- **Supplied records**
§ §
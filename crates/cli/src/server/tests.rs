use std::sync::Arc;

use afk_runtime::testing::FakeClient;
use afk_runtime::{Fleet, FleetOptions, MemoryStore};
use axum::Router;
use axum::body::{Body, to_bytes};
use axum::http::{Request, StatusCode};
use serde_json::{Value, json};
use tower::ServiceExt;

use super::{AppState, router};

fn app() -> (Router, Arc<FakeClient>) {
	let client = FakeClient::new();
	let fleet = Fleet::new(client.clone(), Arc::new(MemoryStore::new()), FleetOptions::default());
	let app = router(AppState { fleet: Arc::new(fleet) });
	(app, client)
}

async fn call(app: &Router, method: &str, uri: &str, body: Option<Value>) -> (StatusCode, Value) {
	let builder = Request::builder().method(method).uri(uri);
	let request = match body {
		Some(body) => builder
			.header("content-type", "application/json")
			.body(Body::from(body.to_string()))
			.unwrap(),
		None => builder.body(Body::empty()).unwrap(),
	};
	let response = app.clone().oneshot(request).await.unwrap();
	let status = response.status();
	let bytes = to_bytes(response.into_body(), usize::MAX).await.unwrap();
	let value = if bytes.is_empty() {
		Value::Null
	} else {
		serde_json::from_slice(&bytes).unwrap()
	};
	(status, value)
}

async fn create_bot(app: &Router, body: Value) -> u64 {
	let (status, reply) = call(app, "POST", "/api/bots", Some(body)).await;
	assert_eq!(status, StatusCode::CREATED, "{reply}");
	reply["data"]["id"].as_u64().unwrap()
}

#[tokio::test]
async fn created_bot_is_listed_offline() {
	let (app, _) = app();
	let id = create_bot(&app, json!({"name": "Miner", "host": "mc.example.net", "email": "a@example.com"})).await;

	let (status, reply) = call(&app, "GET", "/api/bots", None).await;
	assert_eq!(status, StatusCode::OK);
	assert_eq!(reply["success"], true);
	let bots = reply["data"].as_array().unwrap();
	assert_eq!(bots.len(), 1);
	assert_eq!(bots[0]["id"], id);
	assert_eq!(bots[0]["name"], "Miner");
	assert_eq!(bots[0]["online"], false);
	assert_eq!(bots[0]["running"], false);
}

#[tokio::test]
async fn create_without_host_is_rejected() {
	let (app, _) = app();
	let (status, reply) = call(&app, "POST", "/api/bots", Some(json!({"name": "NoHost"}))).await;
	assert_eq!(status, StatusCode::BAD_REQUEST);
	assert_eq!(reply["success"], false);
	assert!(reply["message"].as_str().unwrap().contains("host"));
}

#[tokio::test]
async fn malformed_body_is_a_bad_request() {
	let (app, _) = app();
	let request = Request::builder()
		.method("POST")
		.uri("/api/bots")
		.header("content-type", "application/json")
		.body(Body::from("{not json"))
		.unwrap();
	let response = app.oneshot(request).await.unwrap();
	assert_eq!(response.status(), StatusCode::BAD_REQUEST);
}

#[tokio::test]
async fn unknown_bot_is_not_found() {
	let (app, _) = app();
	for (method, uri) in [
		("GET", "/api/bots/99"),
		("POST", "/api/bots/99/start"),
		("POST", "/api/bots/99/stop"),
		("GET", "/api/bots/99/logs"),
		("DELETE", "/api/bots/99"),
	] {
		let (status, reply) = call(&app, method, uri, None).await;
		assert_eq!(status, StatusCode::NOT_FOUND, "{method} {uri}");
		assert_eq!(reply["success"], false);
	}
}

#[tokio::test]
async fn patch_merges_nested_fields() {
	let (app, _) = app();
	let id = create_bot(&app, json!({"host": "old.example.net", "port": 25570, "email": "a@example.com"})).await;

	let (status, reply) = call(
		&app,
		"PATCH",
		&format!("/api/bots/{id}"),
		Some(json!({"server": {"host": "new.example.net"}})),
	)
	.await;
	assert_eq!(status, StatusCode::OK, "{reply}");
	assert_eq!(reply["data"]["endpoint"]["host"], "new.example.net");
	assert_eq!(reply["data"]["endpoint"]["port"], 25570);
	assert_eq!(reply["data"]["account"]["email"], "a@example.com");

	let (_, reply) = call(&app, "GET", &format!("/api/bots/{id}"), None).await;
	assert_eq!(reply["data"]["config"]["endpoint"]["host"], "new.example.net");
	assert_eq!(reply["data"]["status"]["server"], "new.example.net:25570");
}

#[tokio::test]
async fn start_and_stop_drive_the_session() {
	let (app, client) = app();
	let id = create_bot(&app, json!({"host": "mc.example.net", "email": "a@example.com"})).await;

	let (status, _) = call(&app, "POST", &format!("/api/bots/{id}/start"), None).await;
	assert_eq!(status, StatusCode::OK);
	assert_eq!(client.connect_count(), 1);
	let (_, reply) = call(&app, "GET", &format!("/api/bots/{id}"), None).await;
	assert_eq!(reply["data"]["status"]["running"], true);

	let (status, _) = call(&app, "POST", &format!("/api/bots/{id}/stop"), None).await;
	assert_eq!(status, StatusCode::OK);
	let (_, reply) = call(&app, "GET", &format!("/api/bots/{id}"), None).await;
	assert_eq!(reply["data"]["status"]["running"], false);

	let (_, reply) = call(&app, "GET", &format!("/api/bots/{id}/logs"), None).await;
	let messages: Vec<&str> = reply["data"]
		.as_array()
		.unwrap()
		.iter()
		.map(|entry| entry["message"].as_str().unwrap())
		.collect();
	assert!(messages.contains(&"Stopping bot..."), "{messages:?}");
	assert!(messages.contains(&"Bot stopped."), "{messages:?}");
}

#[tokio::test]
async fn chat_and_idle_need_an_online_bot() {
	let (app, _) = app();
	let id = create_bot(&app, json!({"host": "mc.example.net", "email": "a@example.com"})).await;

	let (status, reply) = call(&app, "POST", &format!("/api/bots/{id}/chat"), Some(json!({"message": "hi"}))).await;
	assert_eq!(status, StatusCode::CONFLICT);
	assert_eq!(reply["success"], false);

	let (status, _) = call(&app, "POST", &format!("/api/bots/{id}/chat"), Some(json!({"message": "  "}))).await;
	assert_eq!(status, StatusCode::BAD_REQUEST);

	let (status, _) = call(&app, "POST", &format!("/api/bots/{id}/afk"), Some(json!({"enabled": true}))).await;
	assert_eq!(status, StatusCode::CONFLICT);

	let (status, _) = call(&app, "POST", &format!("/api/bots/{id}/afk"), Some(json!({"enabled": false}))).await;
	assert_eq!(status, StatusCode::OK);
}

#[tokio::test]
async fn logs_honour_count_and_clear() {
	let (app, _) = app();
	let id = create_bot(&app, json!({"host": "mc.example.net"})).await;

	// Missing email: each start logs one error line.
	for _ in 0..3 {
		call(&app, "POST", &format!("/api/bots/{id}/start"), None).await;
	}
	let (_, reply) = call(&app, "GET", &format!("/api/bots/{id}/logs?count=2"), None).await;
	let entries = reply["data"].as_array().unwrap();
	assert_eq!(entries.len(), 2);
	assert_eq!(entries[0]["type"], "error");

	let (status, _) = call(&app, "DELETE", &format!("/api/bots/{id}/logs"), None).await;
	assert_eq!(status, StatusCode::OK);
	let (_, reply) = call(&app, "GET", &format!("/api/bots/{id}/logs"), None).await;
	assert!(reply["data"].as_array().unwrap().is_empty());
}

#[tokio::test]
async fn settings_round_trip() {
	let (app, _) = app();
	let (_, reply) = call(&app, "GET", "/api/settings", None).await;
	assert_eq!(reply["data"]["autoReconnect"], true);

	let (status, reply) = call(&app, "PATCH", "/api/settings", Some(json!({"autoReconnect": false}))).await;
	assert_eq!(status, StatusCode::OK);
	assert_eq!(reply["data"]["autoReconnect"], false);

	let (_, reply) = call(&app, "GET", "/api/settings", None).await;
	assert_eq!(reply["data"]["autoReconnect"], false);
}

#[tokio::test]
async fn full_server_profile_refuses_assignment() {
	let (app, _) = app();
	let (status, reply) = call(
		&app,
		"POST",
		"/api/servers",
		Some(json!({"name": "Hub", "host": "hub.example.net", "maxBots": 1})),
	)
	.await;
	assert_eq!(status, StatusCode::CREATED, "{reply}");
	let server = reply["data"]["id"].as_u64().unwrap();

	let first = create_bot(&app, json!({"host": "mc.example.net"})).await;
	let second = create_bot(&app, json!({"host": "mc.example.net"})).await;

	let (status, reply) = call(
		&app,
		"POST",
		&format!("/api/bots/{first}/server"),
		Some(json!({"serverId": server, "applyProfile": true})),
	)
	.await;
	assert_eq!(status, StatusCode::OK, "{reply}");
	assert_eq!(reply["data"]["endpoint"]["host"], "hub.example.net");

	let (status, reply) = call(
		&app,
		"POST",
		&format!("/api/bots/{second}/server"),
		Some(json!({"serverId": server})),
	)
	.await;
	assert_eq!(status, StatusCode::CONFLICT);
	assert_eq!(reply["success"], false);

	let (status, _) = call(&app, "DELETE", &format!("/api/servers/{server}"), None).await;
	assert_eq!(status, StatusCode::OK);
	let (_, reply) = call(&app, "GET", &format!("/api/bots/{first}"), None).await;
	assert!(reply["data"]["config"].get("serverProfile").is_none());
}

#[tokio::test]
async fn owner_filter_limits_listing() {
	let (app, _) = app();
	let mine = create_bot(&app, json!({"host": "mc.example.net", "owner": "alex"})).await;
	let theirs = create_bot(&app, json!({"host": "mc.example.net"})).await;

	let (status, _) = call(
		&app,
		"POST",
		&format!("/api/bots/{theirs}/owner"),
		Some(json!({"owner": "sam"})),
	)
	.await;
	assert_eq!(status, StatusCode::OK);

	let (_, reply) = call(&app, "GET", "/api/bots?owner=alex", None).await;
	let bots = reply["data"].as_array().unwrap();
	assert_eq!(bots.len(), 1);
	assert_eq!(bots[0]["id"], mine);
	assert_eq!(bots[0]["owner"], "alex");
}

#[tokio::test]
async fn summary_reports_fleet_counts() {
	let (app, client) = app();
	let id = create_bot(&app, json!({"host": "mc.example.net", "email": "a@example.com"})).await;
	create_bot(&app, json!({"host": "mc.example.net"})).await;
	call(&app, "POST", &format!("/api/bots/{id}/start"), None).await;
	assert!(client.go_online("afk_bot"));
	for _ in 0..16 {
		tokio::task::yield_now().await;
	}

	let (status, reply) = call(&app, "GET", "/api/summary", None).await;
	assert_eq!(status, StatusCode::OK);
	assert_eq!(reply["data"]["totalBots"], 2);
	assert_eq!(reply["data"]["onlineBots"], 1);
	assert_eq!(reply["data"]["totalServers"], 0);
	assert_eq!(reply["data"]["serversWithBots"], 0);
}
§ §
- **Assigned task**
After going through the entries, say how many lines contain the string "builder". Nothing else belongs in the reply.

- **Reply to the task**
4